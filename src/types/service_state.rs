//! Service control manager states

use std::fmt;

/// Current state of a Windows service, as reported in `dwCurrentState`.
#[derive(Debug, Clone, Copy, PartialEq, Eq)]
pub enum ServiceState {
    Stopped,
    StartPending,
    StopPending,
    Running,
    ContinuePending,
    PausePending,
    Paused,
    /// A value outside the documented range
    Unknown(u32),
}

impl ServiceState {
    /// Convert the raw `SERVICE_STATUS_CURRENT_STATE` value.
    pub fn from_raw(value: u32) -> Self {
        match value {
            1 => ServiceState::Stopped,
            2 => ServiceState::StartPending,
            3 => ServiceState::StopPending,
            4 => ServiceState::Running,
            5 => ServiceState::ContinuePending,
            6 => ServiceState::PausePending,
            7 => ServiceState::Paused,
            other => ServiceState::Unknown(other),
        }
    }

    pub fn is_running(self) -> bool {
        self == ServiceState::Running
    }
}

impl fmt::Display for ServiceState {
    fn fmt(&self, f: &mut fmt::Formatter<'_>) -> fmt::Result {
        match self {
            ServiceState::Stopped => f.write_str("stopped"),
            ServiceState::StartPending => f.write_str("start pending"),
            ServiceState::StopPending => f.write_str("stop pending"),
            ServiceState::Running => f.write_str("running"),
            ServiceState::ContinuePending => f.write_str("continue pending"),
            ServiceState::PausePending => f.write_str("pause pending"),
            ServiceState::Paused => f.write_str("paused"),
            ServiceState::Unknown(value) => write!(f, "unknown state {value}"),
        }
    }
}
-*-
# Exercise objective
Going through the material, find each line with the string "StopPending". Then state only how many there are.

# Solved problem
3